虽还有一口气在,但已成了连话都说不清楚的瘫子。
杨修铖知道人没有摔死后,略微有些遗憾。但想着一个瘫子,又不会说话,对他也不是威胁,便也没再痛下杀手,彻底要了妻子的命。
杨昌盛拿回了大权,第一件事就是去查,是谁与他们杨家作对,从白家那截了货。
买染坊,招工人,陆时礼都没有出面,而是让手下一个叫沈胤的人去办的。
至于和白家谈生意的事,白家因为聂氏不守信用的事,已和杨家交了恶,杨家从那边,自是打探不到消息的。
而沈胤身上自带一股儒雅气质,再加上陆时礼故意给他捏造了一个似是而非的身份,让人误会他是京城什么大世家的公子,故意来此地历练的。
杨昌盛一时倒是不敢乱动,只能强憋着一口怒气,打算慢慢见机行事。
作坊虽是买的老作坊,但并不影响开工。
沈胤这个挂头东家四处采买染布需要的原料,陆时礼则把江棠棠给的小册子背了下来,说给作坊的老师傅听。
他挑的这些老师傅好些都是孤寡老人,有的甚至年纪大的走路都要勾着背。
这里面大多数人都不认识字。
让他们自己照着册子看肯定是不行的。而且江棠棠给陆时礼的册子,里面写了好多种方法。除了如何让染好的布不褪色的方法外,还有花染的方法。
陆时礼知道这有多宝贵,要是一下拿出来,难保不会有人贪心,起坏心思。
所以他只说了一种。
这些老师傅虽然年纪大,但经验却是有的。在陆时礼口述,他们操作的情况下,很快便熟练地掌握了这门新染技。
染坊顺利开工。
五天后,陆时礼把新染好的布拿回家给江棠棠看,“嫂嫂,成了。”
在白家买了三种布,最好的是细棉,另外都是棉麻混纺的粗布。
按着江棠棠给的方子,连粗布都染得十分地好看。
江棠棠满意地点了点头,又道:“不用全部染出来了再拿出来售卖,等全部花色都染出来后,就可以售卖了。我们这次采取预售制。”
她要加快资金的回笼!
“预售?”陆时礼道:“预售怎么卖?”
“搞个展销会吧!”江棠棠提议道:“到时候把布匹展示出来,让商家来订货!”
“什么展销会?”陆时礼第一次听说这么新鲜的说法,不知其意,不免问道。
“就是大型的铺子,铺子里有各种货物。”江棠棠尽可能地解释,“到时候我们再联系一些商家,让他们也一起参加。另外,让人把杨家今年染坊没采购上原料,不能供上货的消息也传出去。”

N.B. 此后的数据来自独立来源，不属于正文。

//! Directory-backed example store and the reproducible blob codec
//!
//! "A cache you never invalidate": a corrupted or unreadable entry simply
//! fails to reproduce the original failure (classifying as `VALID` or
//! `OVERRUN`) and the engine discards it — it can never cause a test to pass
//! or fail *incorrectly*. The directory layout below is bit-exact, matching
//! what another implementation of this same store would produce on disk.

#![forbid(unsafe_code)]

use std::fs;
use std::io::{Read, Write};
use std::path::PathBuf;

use base64::Engine as _;
use flate2::read::ZlibDecoder;
use flate2::write::ZlibEncoder;
use flate2::Compression;
use sha1::{Digest, Sha1};
use tempfile::NamedTempFile;

use crate::error::DatabaseError;

/// Default root, relative to the working directory, when neither
/// `EngineConfig::database_path` nor `HYPOTHESIS_DATABASE_FILE` is set.
pub const DEFAULT_ROOT: &str = ".hypothesis/examples";

const BLOB_VERSION: u8 = 1;

/// A keyed store of failing buffers persisting across runs.
///
/// Subdirectories are named by a 32-character hex prefix of `SHA-1(test_key)`;
/// entries within a subdirectory are named by a 40-character hex `SHA-1` of
/// their own bytes, stored raw with no header or framing.
pub struct Database {
    root: PathBuf,
}

impl Database {
    /// `root` takes precedence over the `HYPOTHESIS_DATABASE_FILE`
    /// environment override, which takes precedence over [`DEFAULT_ROOT`].
    pub fn new(root: Option<PathBuf>) -> Self {
        let root = root
            .or_else(|| std::env::var_os("HYPOTHESIS_DATABASE_FILE").map(PathBuf::from))
            .unwrap_or_else(|| PathBuf::from(DEFAULT_ROOT));
        Self { root }
    }

    pub fn root(&self) -> &std::path::Path {
        &self.root
    }

    fn key_dir(&self, test_key: &str) -> PathBuf {
        self.root.join(hex_digest(test_key.as_bytes(), 32))
    }

    fn entry_path(&self, test_key: &str, buffer: &[u8]) -> PathBuf {
        self.key_dir(test_key).join(hex_digest(buffer, 40))
    }

    /// List every entry under `test_key`. A missing subdirectory yields no
    /// entries rather than an error; an unreadable file within it is skipped
    /// rather than failing the whole fetch, since a partially-written file
    /// left by a crashed concurrent writer must be tolerated, not surfaced.
    pub fn fetch(&self, test_key: &str) -> Result<Vec<Vec<u8>>, DatabaseError> {
        let dir = self.key_dir(test_key);
        let entries = match fs::read_dir(&dir) {
            Ok(entries) => entries,
            Err(e) if e.kind() == std::io::ErrorKind::NotFound => return Ok(Vec::new()),
            Err(source) => return Err(DatabaseError::Io { path: dir, source }),
        };
        let mut out = Vec::new();
        for entry in entries {
            let Ok(entry) = entry else { continue };
            if let Ok(bytes) = fs::read(entry.path()) {
                out.push(bytes);
            }
        }
        Ok(out)
    }

    /// Write `buffer` atomically: a tempfile in the same directory, then a
    /// rename, so a concurrent reader never observes a partial write.
    pub fn save(&self, test_key: &str, buffer: &[u8]) -> Result<(), DatabaseError> {
        let dir = self.key_dir(test_key);
        fs::create_dir_all(&dir).map_err(|source| DatabaseError::Io { path: dir.clone(), source })?;
        let dest = self.entry_path(test_key, buffer);
        let mut tmp = NamedTempFile::new_in(&dir)
            .map_err(|source| DatabaseError::Io { path: dir.clone(), source })?;
        tmp.write_all(buffer).map_err(|source| DatabaseError::Io { path: dest.clone(), source })?;
        tmp.persist(&dest).map_err(|e| DatabaseError::Io { path: dest, source: e.error })?;
        Ok(())
    }

    /// Remove one entry. An already-absent file is not an error.
    pub fn delete(&self, test_key: &str, buffer: &[u8]) -> Result<(), DatabaseError> {
        let path = self.entry_path(test_key, buffer);
        match fs::remove_file(&path) {
            Ok(()) => Ok(()),
            Err(e) if e.kind() == std::io::ErrorKind::NotFound => Ok(()),
            Err(source) => Err(DatabaseError::Io { path, source }),
        }
    }

    /// Convenience for renaming a test: save under `dst_key`, then delete
    /// from `src_key`.
    pub fn move_entry(&self, src_key: &str, dst_key: &str, buffer: &[u8]) -> Result<(), DatabaseError> {
        self.save(dst_key, buffer)?;
        self.delete(src_key, buffer)
    }
}

fn hex_digest(bytes: &[u8], hex_len: usize) -> String {
    let digest = Sha1::digest(bytes);
    hex::encode(digest)[..hex_len].to_string()
}

/// Encode a buffer as a self-describing, shareable string: `base64(zlib(
/// VERSION || LENGTH || BYTES))`.
pub fn encode_reproducible_blob(buffer: &[u8]) -> String {
    let mut framed = Vec::with_capacity(buffer.len() + 5);
    framed.push(BLOB_VERSION);
    framed.extend_from_slice(&(buffer.len() as u32).to_be_bytes());
    framed.extend_from_slice(buffer);

    let mut encoder = ZlibEncoder::new(Vec::new(), Compression::default());
    encoder.write_all(&framed).expect("writing to an in-memory Vec cannot fail");
    let compressed = encoder.finish().expect("zlib finish on an in-memory Vec cannot fail");

    base64::engine::general_purpose::STANDARD.encode(compressed)
}

/// Decode a reproducible blob back into its buffer bytes. A version mismatch
/// is its own error rather than a malformed-data error, since the blob may be
/// perfectly well-formed under a schema this build doesn't speak.
pub fn decode_reproducible_blob(blob: &str) -> Result<Vec<u8>, DatabaseError> {
    let compressed = base64::engine::general_purpose::STANDARD
        .decode(blob)
        .map_err(|e| DatabaseError::BlobMalformed(e.to_string()))?;

    let mut framed = Vec::new();
    ZlibDecoder::new(compressed.as_slice())
        .read_to_end(&mut framed)
        .map_err(|e| DatabaseError::BlobMalformed(e.to_string()))?;

    if framed.len() < 5 {
        return Err(DatabaseError::BlobMalformed("blob shorter than the fixed header".into()));
    }
    let version = framed[0];
    if version != BLOB_VERSION {
        return Err(DatabaseError::BlobVersionMismatch { expected: BLOB_VERSION, found: version });
    }
    let length = u32::from_be_bytes(framed[1..5].try_into().unwrap()) as usize;
    let bytes = &framed[5..];
    if bytes.len() != length {
        return Err(DatabaseError::BlobMalformed(format!(
            "length field says {length} bytes, frame carries {}",
            bytes.len()
        )));
    }
    Ok(bytes.to_vec())
}

#[cfg(test)]
mod tests {
    use super::*;
    use tempfile::tempdir;

    #[test]
    fn save_then_fetch_round_trips() {
        let dir = tempdir().unwrap();
        let db = Database::new(Some(dir.path().to_path_buf()));
        db.save("my-test", &[1, 2, 3]).unwrap();
        assert_eq!(db.fetch("my-test").unwrap(), vec![vec![1, 2, 3]]);
    }

    #[test]
    fn delete_removes_the_entry() {
        let dir = tempdir().unwrap();
        let db = Database::new(Some(dir.path().to_path_buf()));
        db.save("my-test", &[9, 9]).unwrap();
        db.delete("my-test", &[9, 9]).unwrap();
        assert!(db.fetch("my-test").unwrap().is_empty());
    }

    #[test]
    fn delete_of_absent_entry_is_not_an_error() {
        let dir = tempdir().unwrap();
        let db = Database::new(Some(dir.path().to_path_buf()));
        assert!(db.delete("nope", &[1]).is_ok());
    }

    #[test]
    fn fetch_of_missing_test_key_is_empty() {
        let dir = tempdir().unwrap();
        let db = Database::new(Some(dir.path().to_path_buf()));
        assert!(db.fetch("never-seen").unwrap().is_empty());
    }

    #[test]
    fn directory_layout_matches_the_bit_exact_spec() {
        let dir = tempdir().unwrap();
        let db = Database::new(Some(dir.path().to_path_buf()));
        db.save("my-test", &[5, 6, 7]).unwrap();
        let sub = hex_digest(b"my-test", 32);
        let file_name = hex_digest(&[5, 6, 7], 40);
        assert_eq!(sub.len(), 32);
        assert_eq!(file_name.len(), 40);
        let path = dir.path().join(sub).join(file_name);
        assert_eq!(fs::read(path).unwrap(), vec![5, 6, 7]);
    }

    #[test]
    fn move_entry_relocates_between_test_keys() {
        let dir = tempdir().unwrap();
        let db = Database::new(Some(dir.path().to_path_buf()));
        db.save("old-key", &[1, 2]).unwrap();
        db.move_entry("old-key", "new-key", &[1, 2]).unwrap();
        assert!(db.fetch("old-key").unwrap().is_empty());
        assert_eq!(db.fetch("new-key").unwrap(), vec![vec![1, 2]]);
    }

    #[test]
    fn reproducible_blob_round_trips() {
        let buf = vec![10u8, 20, 30, 255, 0, 0, 128];
        let blob = encode_reproducible_blob(&buf);
        assert_eq!(decode_reproducible_blob(&blob).unwrap(), buf);
    }

    #[test]
    fn reproducible_blob_rejects_version_mismatch() {
        let buf = vec![1u8, 2, 3];
        let mut framed = vec![7u8]; // schema version this build doesn't speak
        framed.extend_from_slice(&(buf.len() as u32).to_be_bytes());
        framed.extend_from_slice(&buf);
        let mut encoder = ZlibEncoder::new(Vec::new(), Compression::default());
        encoder.write_all(&framed).unwrap();
        let compressed = encoder.finish().unwrap();
        let blob = base64::engine::general_purpose::STANDARD.encode(compressed);

        let err = decode_reproducible_blob(&blob).unwrap_err();
        assert!(matches!(err, DatabaseError::BlobVersionMismatch { found: 7, .. }));
    }
}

“这不用我们传,这消息早已在内部传开了。”陆时礼道:“听说是从白家那边传出去的。可见聂氏是把白家的人惹恼狠了!”
不然也不会还放这样的传言出去。
“这对我们有利。”白家与杨家交恶了的事,江棠棠没有多言,之后便与陆时礼商量起了搞展销会的事来。